::: Available data

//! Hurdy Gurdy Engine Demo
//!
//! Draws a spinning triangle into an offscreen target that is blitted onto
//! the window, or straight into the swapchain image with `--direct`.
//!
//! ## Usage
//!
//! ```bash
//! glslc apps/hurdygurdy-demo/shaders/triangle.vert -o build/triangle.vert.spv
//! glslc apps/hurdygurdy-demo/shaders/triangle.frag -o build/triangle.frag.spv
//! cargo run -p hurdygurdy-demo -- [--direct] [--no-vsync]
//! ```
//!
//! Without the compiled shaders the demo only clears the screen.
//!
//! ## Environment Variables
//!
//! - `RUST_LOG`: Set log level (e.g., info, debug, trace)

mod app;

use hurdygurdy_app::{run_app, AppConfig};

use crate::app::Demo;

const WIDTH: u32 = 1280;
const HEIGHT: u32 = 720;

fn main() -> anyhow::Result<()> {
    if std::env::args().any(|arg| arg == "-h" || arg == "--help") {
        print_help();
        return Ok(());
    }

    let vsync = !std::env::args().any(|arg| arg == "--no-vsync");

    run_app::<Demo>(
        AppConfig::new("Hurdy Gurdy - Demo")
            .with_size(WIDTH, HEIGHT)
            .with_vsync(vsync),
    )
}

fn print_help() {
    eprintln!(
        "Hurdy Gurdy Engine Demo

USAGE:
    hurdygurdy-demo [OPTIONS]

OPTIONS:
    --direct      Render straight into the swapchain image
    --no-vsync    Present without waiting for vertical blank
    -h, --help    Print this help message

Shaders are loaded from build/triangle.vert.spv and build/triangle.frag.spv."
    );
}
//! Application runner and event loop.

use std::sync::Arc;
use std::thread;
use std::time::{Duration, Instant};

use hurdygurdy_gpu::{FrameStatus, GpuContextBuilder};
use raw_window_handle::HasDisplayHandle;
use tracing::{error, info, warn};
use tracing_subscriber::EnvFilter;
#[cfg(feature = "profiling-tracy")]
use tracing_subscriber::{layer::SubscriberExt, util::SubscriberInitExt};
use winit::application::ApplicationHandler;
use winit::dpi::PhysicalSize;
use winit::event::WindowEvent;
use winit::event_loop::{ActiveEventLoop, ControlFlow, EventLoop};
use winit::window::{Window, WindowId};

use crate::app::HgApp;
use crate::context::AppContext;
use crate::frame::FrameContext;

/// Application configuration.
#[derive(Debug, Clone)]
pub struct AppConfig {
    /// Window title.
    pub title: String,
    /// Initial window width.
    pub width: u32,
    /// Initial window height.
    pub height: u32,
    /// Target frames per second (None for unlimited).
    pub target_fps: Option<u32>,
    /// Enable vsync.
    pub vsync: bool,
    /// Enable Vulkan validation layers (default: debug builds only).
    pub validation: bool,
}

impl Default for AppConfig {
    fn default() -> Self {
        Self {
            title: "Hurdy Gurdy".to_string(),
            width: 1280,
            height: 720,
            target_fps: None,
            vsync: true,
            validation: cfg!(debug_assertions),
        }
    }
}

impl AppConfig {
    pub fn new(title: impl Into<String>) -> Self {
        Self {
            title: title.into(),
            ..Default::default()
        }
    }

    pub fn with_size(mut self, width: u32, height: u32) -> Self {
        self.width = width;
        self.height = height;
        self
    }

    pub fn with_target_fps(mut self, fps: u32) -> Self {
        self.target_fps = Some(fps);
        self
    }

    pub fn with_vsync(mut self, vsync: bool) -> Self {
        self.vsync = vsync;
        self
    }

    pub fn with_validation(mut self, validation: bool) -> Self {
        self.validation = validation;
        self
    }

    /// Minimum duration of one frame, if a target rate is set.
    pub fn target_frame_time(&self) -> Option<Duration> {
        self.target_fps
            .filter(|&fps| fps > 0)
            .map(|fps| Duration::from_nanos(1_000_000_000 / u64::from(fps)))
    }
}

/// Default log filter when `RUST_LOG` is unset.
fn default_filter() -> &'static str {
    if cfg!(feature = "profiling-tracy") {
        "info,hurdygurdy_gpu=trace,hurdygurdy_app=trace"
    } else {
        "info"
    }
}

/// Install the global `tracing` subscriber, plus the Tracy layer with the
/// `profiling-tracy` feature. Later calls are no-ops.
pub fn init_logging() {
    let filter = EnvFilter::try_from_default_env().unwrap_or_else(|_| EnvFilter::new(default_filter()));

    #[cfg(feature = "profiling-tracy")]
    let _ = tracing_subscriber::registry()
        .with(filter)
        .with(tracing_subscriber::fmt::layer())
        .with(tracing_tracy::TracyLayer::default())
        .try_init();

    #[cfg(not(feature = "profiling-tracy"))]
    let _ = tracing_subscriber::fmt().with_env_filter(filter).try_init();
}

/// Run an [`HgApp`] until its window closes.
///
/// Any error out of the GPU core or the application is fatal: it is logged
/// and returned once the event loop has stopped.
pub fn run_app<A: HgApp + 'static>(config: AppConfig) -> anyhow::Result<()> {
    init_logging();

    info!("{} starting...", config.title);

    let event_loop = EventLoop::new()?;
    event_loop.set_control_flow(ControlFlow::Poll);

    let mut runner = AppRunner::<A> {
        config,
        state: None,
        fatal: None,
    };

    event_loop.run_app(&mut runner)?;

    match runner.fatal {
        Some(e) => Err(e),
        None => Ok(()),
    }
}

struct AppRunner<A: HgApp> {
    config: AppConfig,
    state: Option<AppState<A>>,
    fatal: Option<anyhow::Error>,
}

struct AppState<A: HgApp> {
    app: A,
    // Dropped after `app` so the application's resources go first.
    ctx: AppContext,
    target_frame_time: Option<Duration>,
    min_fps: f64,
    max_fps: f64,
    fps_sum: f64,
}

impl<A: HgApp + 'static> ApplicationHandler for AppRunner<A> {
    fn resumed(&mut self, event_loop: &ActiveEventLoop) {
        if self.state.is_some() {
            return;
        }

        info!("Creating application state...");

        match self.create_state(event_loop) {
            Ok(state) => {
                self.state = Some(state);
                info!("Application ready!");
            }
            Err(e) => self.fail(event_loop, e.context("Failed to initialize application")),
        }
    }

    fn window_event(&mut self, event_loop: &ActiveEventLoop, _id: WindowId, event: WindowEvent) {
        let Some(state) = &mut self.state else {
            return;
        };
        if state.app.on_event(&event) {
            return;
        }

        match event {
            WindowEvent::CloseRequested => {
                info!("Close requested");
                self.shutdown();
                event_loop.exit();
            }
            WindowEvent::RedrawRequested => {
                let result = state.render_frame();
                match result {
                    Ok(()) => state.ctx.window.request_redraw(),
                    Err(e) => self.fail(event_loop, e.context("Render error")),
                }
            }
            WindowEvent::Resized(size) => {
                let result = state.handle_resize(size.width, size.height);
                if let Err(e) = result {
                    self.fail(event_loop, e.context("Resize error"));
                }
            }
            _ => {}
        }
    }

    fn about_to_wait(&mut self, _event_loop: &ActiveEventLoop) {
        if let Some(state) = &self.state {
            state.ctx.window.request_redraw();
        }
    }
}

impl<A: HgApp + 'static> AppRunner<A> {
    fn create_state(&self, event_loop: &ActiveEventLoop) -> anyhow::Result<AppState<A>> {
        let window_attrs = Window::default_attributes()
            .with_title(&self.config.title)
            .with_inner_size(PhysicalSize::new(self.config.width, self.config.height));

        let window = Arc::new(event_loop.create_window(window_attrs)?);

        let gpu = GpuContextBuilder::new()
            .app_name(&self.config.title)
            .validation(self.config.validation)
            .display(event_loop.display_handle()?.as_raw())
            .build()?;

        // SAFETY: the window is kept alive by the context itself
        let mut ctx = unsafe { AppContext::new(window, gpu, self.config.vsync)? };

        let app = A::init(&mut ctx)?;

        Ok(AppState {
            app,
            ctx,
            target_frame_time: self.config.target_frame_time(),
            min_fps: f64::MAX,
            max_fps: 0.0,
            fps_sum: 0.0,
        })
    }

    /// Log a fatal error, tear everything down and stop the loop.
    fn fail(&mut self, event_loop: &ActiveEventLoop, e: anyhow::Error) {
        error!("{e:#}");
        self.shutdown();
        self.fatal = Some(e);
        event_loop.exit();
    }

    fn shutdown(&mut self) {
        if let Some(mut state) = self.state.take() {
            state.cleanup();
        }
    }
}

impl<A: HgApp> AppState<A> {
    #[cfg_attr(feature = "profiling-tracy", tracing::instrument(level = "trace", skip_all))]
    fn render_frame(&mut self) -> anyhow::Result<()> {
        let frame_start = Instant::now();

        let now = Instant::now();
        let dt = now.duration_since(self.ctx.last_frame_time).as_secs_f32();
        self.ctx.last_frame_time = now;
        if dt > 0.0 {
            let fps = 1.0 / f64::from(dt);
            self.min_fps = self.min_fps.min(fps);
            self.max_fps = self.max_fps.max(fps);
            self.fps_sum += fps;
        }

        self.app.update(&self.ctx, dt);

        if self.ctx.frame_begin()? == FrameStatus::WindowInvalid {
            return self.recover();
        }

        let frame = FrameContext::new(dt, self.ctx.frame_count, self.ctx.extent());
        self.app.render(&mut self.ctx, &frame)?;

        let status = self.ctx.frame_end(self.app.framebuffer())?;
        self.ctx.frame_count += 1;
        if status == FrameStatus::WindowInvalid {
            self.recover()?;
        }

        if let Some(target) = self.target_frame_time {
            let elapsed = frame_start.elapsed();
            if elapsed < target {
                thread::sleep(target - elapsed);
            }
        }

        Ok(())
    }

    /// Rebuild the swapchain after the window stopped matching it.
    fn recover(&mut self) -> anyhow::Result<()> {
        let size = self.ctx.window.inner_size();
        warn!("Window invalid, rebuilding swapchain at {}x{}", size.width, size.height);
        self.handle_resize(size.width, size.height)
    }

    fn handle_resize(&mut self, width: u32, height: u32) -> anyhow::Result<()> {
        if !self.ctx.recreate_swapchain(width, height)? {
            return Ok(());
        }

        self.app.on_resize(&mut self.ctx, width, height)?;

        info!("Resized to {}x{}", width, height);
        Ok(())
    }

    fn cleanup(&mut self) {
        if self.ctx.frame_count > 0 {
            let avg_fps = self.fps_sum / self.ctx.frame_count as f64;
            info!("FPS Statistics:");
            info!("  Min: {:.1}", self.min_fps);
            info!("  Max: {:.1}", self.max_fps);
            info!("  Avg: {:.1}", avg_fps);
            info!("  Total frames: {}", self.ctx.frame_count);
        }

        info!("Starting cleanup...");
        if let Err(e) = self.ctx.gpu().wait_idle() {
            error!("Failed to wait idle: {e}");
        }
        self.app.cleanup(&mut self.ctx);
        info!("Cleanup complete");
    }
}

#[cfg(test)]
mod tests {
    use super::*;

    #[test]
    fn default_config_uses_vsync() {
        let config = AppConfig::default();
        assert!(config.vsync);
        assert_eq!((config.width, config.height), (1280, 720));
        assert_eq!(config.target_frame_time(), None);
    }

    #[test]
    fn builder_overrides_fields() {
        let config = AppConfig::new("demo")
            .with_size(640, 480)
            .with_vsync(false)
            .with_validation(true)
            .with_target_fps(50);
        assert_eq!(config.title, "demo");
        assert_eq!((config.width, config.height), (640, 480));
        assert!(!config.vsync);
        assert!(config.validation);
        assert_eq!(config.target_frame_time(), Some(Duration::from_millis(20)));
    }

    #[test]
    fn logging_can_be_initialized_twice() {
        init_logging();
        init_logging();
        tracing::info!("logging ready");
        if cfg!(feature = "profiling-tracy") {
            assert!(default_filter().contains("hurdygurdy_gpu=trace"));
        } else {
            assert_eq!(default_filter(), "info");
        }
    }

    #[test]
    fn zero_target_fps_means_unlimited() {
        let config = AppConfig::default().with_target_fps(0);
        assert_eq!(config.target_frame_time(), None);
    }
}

::::::

Exercise brief:
Could you state how many lines in the entries contain the word "stopped"? Reply with nothing but the number.

Expected output:
2